##### ENTRIES SUPPLIED

//! Outbound HTTP capability.
//!
//! Everything in this crate that talks to the gateway does so through the
//! [`Transport`] trait. The crate ships [`HttpTransport`], built on reqwest;
//! applications can supply their own implementation (a proxy client, a
//! recording stub in tests) without touching the signing or validation code.
//!
//! Requests are fully prepared before they reach the transport: the URL is
//! absolute, the signature header is set and the body is final. A transport
//! only moves bytes.
//!
//! # Examples
//!
//! ```rust,no_run
//! use simplepay::transport::{HttpTransport, OutboundRequest, Transport};
//!
//! # async fn example() -> simplepay::error::Result<()> {
//! let transport = HttpTransport::new()?;
//! let request = OutboundRequest::json(
//!     "https://sandbox.simplepay.hu/payment/v2/query",
//!     r#"{"merchant":"PUBLICTESTHUF"}"#,
//! )
//! .with_header("Signature", "...");
//!
//! let response = transport.send(request).await?;
//! println!("Status: {}", response.status);
//! # Ok(())
//! # }
//! ```

#[allow(
    redundant_imports,
    reason = "Future needed for RPITIT despite being in Edition 2024 prelude"
)]
use std::future::Future;

use crate::error::Result;

pub mod config;
pub mod http;
pub mod retry;

pub use config::{HttpConfig, HttpVersion};
pub use http::HttpTransport;
pub use retry::{RetryPolicy, retry_with_backoff};

/// Body of an outbound request.
#[derive(Debug, Clone, PartialEq, Eq)]
pub enum RequestBody {
    /// JSON text, sent as `application/json`.
    Json(String),
    /// Form pairs, sent as `application/x-www-form-urlencoded`.
    Form(Vec<(String, String)>),
}

impl RequestBody {
    /// Content type matching the body.
    #[must_use]
    pub const fn content_type(&self) -> &'static str {
        match self {
            Self::Json(_) => "application/json",
            Self::Form(_) => "application/x-www-form-urlencoded",
        }
    }
}

/// Fully prepared POST request.
#[derive(Debug, Clone, PartialEq, Eq)]
pub struct OutboundRequest {
    /// Absolute endpoint URL.
    pub url: String,
    /// Extra headers, in order.
    pub headers: Vec<(String, String)>,
    /// Request body.
    pub body: RequestBody,
}

impl OutboundRequest {
    /// JSON request to `url`.
    #[must_use]
    #[allow(
        clippy::impl_trait_in_params,
        reason = "impl Into<String> is idiomatic for builder methods"
    )]
    pub fn json(url: impl Into<String>, body: impl Into<String>) -> Self {
        Self { url: url.into(), headers: Vec::new(), body: RequestBody::Json(body.into()) }
    }

    /// Form request to `url`.
    #[must_use]
    #[allow(
        clippy::impl_trait_in_params,
        reason = "impl Into<String> is idiomatic for builder methods"
    )]
    pub fn form(url: impl Into<String>, pairs: Vec<(String, String)>) -> Self {
        Self { url: url.into(), headers: Vec::new(), body: RequestBody::Form(pairs) }
    }

    /// Adds a header.
    #[must_use]
    #[allow(
        clippy::impl_trait_in_params,
        reason = "impl Into<String> is idiomatic for builder methods"
    )]
    pub fn with_header(mut self, name: impl Into<String>, value: impl Into<String>) -> Self {
        self.headers.push((name.into(), value.into()));
        self
    }

    /// First header called `name`, ignoring case.
    #[must_use]
    pub fn header(&self, name: &str) -> Option<&str> {
        self.headers
            .iter()
            .find(|(key, _)| key.eq_ignore_ascii_case(name))
            .map(|(_, value)| value.as_str())
    }
}

/// Response returned by a transport.
#[derive(Debug, Clone, Default, PartialEq, Eq)]
pub struct TransportResponse {
    /// HTTP status code.
    pub status: u16,
    /// Response body.
    pub body: Vec<u8>,
    /// Response headers.
    pub headers: Vec<(String, String)>,
}

impl TransportResponse {
    /// Convenience constructor for a 200 response.
    #[must_use]
    pub fn ok(body: impl Into<Vec<u8>>) -> Self {
        Self { status: 200, body: body.into(), headers: Vec::new() }
    }

    /// Adds a header.
    #[must_use]
    #[allow(
        clippy::impl_trait_in_params,
        reason = "impl Into<String> is idiomatic for builder methods"
    )]
    pub fn with_header(mut self, name: impl Into<String>, value: impl Into<String>) -> Self {
        self.headers.push((name.into(), value.into()));
        self
    }

    /// Body decoded as UTF-8, invalid sequences replaced.
    #[must_use]
    pub fn text(&self) -> String {
        String::from_utf8_lossy(&self.body).into_owned()
    }
}

/// Capability to deliver one prepared request to the gateway.
///
/// Implementations must be safe to share between tasks. Retries, if any,
/// belong inside the implementation; callers send each request once.
pub trait Transport: Send + Sync {
    /// Sends `request` and returns the gateway's answer.
    ///
    /// # Errors
    ///
    /// Returns [`GatewayError::TransportFailure`](crate::error::GatewayError::TransportFailure)
    /// or [`GatewayError::HttpError`](crate::error::GatewayError::HttpError)
    /// when the request cannot be delivered.
    fn send(&self, request: OutboundRequest) -> impl Future<Output = Result<TransportResponse>> + Send;

    /// Protocol name for logs.
    fn protocol_name(&self) -> &'static str {
        "http"
    }
}

impl<T: Transport> Transport for std::sync::Arc<T> {
    fn send(&self, request: OutboundRequest) -> impl Future<Output = Result<TransportResponse>> + Send {
        (**self).send(request)
    }

    fn protocol_name(&self) -> &'static str {
        (**self).protocol_name()
    }
}

#[cfg(test)]
mod tests {
    use super::*;

    #[test]
    fn test_json_request() {
        let request = OutboundRequest::json("https://example.com/v2/start", "{}")
            .with_header("Signature", "abc");
        assert_eq!(request.body.content_type(), "application/json");
        assert_eq!(request.header("signature"), Some("abc"));
        assert_eq!(request.header("missing"), None);
    }

    #[test]
    fn test_form_request() {
        let request = OutboundRequest::form(
            "https://example.com/order/ios.php",
            vec![("MERCHANT".into(), "M".into())],
        );
        assert_eq!(request.body.content_type(), "application/x-www-form-urlencoded");
    }

    #[test]
    fn test_response_text() {
        let response = TransportResponse::ok("héllo").with_header("Signature", "x");
        assert_eq!(response.text(), "héllo");
        assert_eq!(response.status, 200);
        assert_eq!(response.headers.len(), 1);
    }
}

##########

◆ **EXERCISE DIRECTIONS**
In the entries above, find the line with "use crate::error::Result;" and the line with "prepared POST request.", then set down exactly those two and every line between them, nothing else.

◆ **RESULT BELOW**
use crate::error::Result;

pub mod config;
pub mod http;
pub mod retry;

pub use config::{HttpConfig, HttpVersion};
pub use http::HttpTransport;
pub use retry::{RetryPolicy, retry_with_backoff};

/// Body of an outbound request.
#[derive(Debug, Clone, PartialEq, Eq)]
pub enum RequestBody {
    /// JSON text, sent as `application/json`.
    Json(String),
    /// Form pairs, sent as `application/x-www-form-urlencoded`.
    Form(Vec<(String, String)>),
}

impl RequestBody {
    /// Content type matching the body.
    #[must_use]
    pub const fn content_type(&self) -> &'static str {
        match self {
            Self::Json(_) => "application/json",
            Self::Form(_) => "application/x-www-form-urlencoded",
        }
    }
}

/// Fully prepared POST request.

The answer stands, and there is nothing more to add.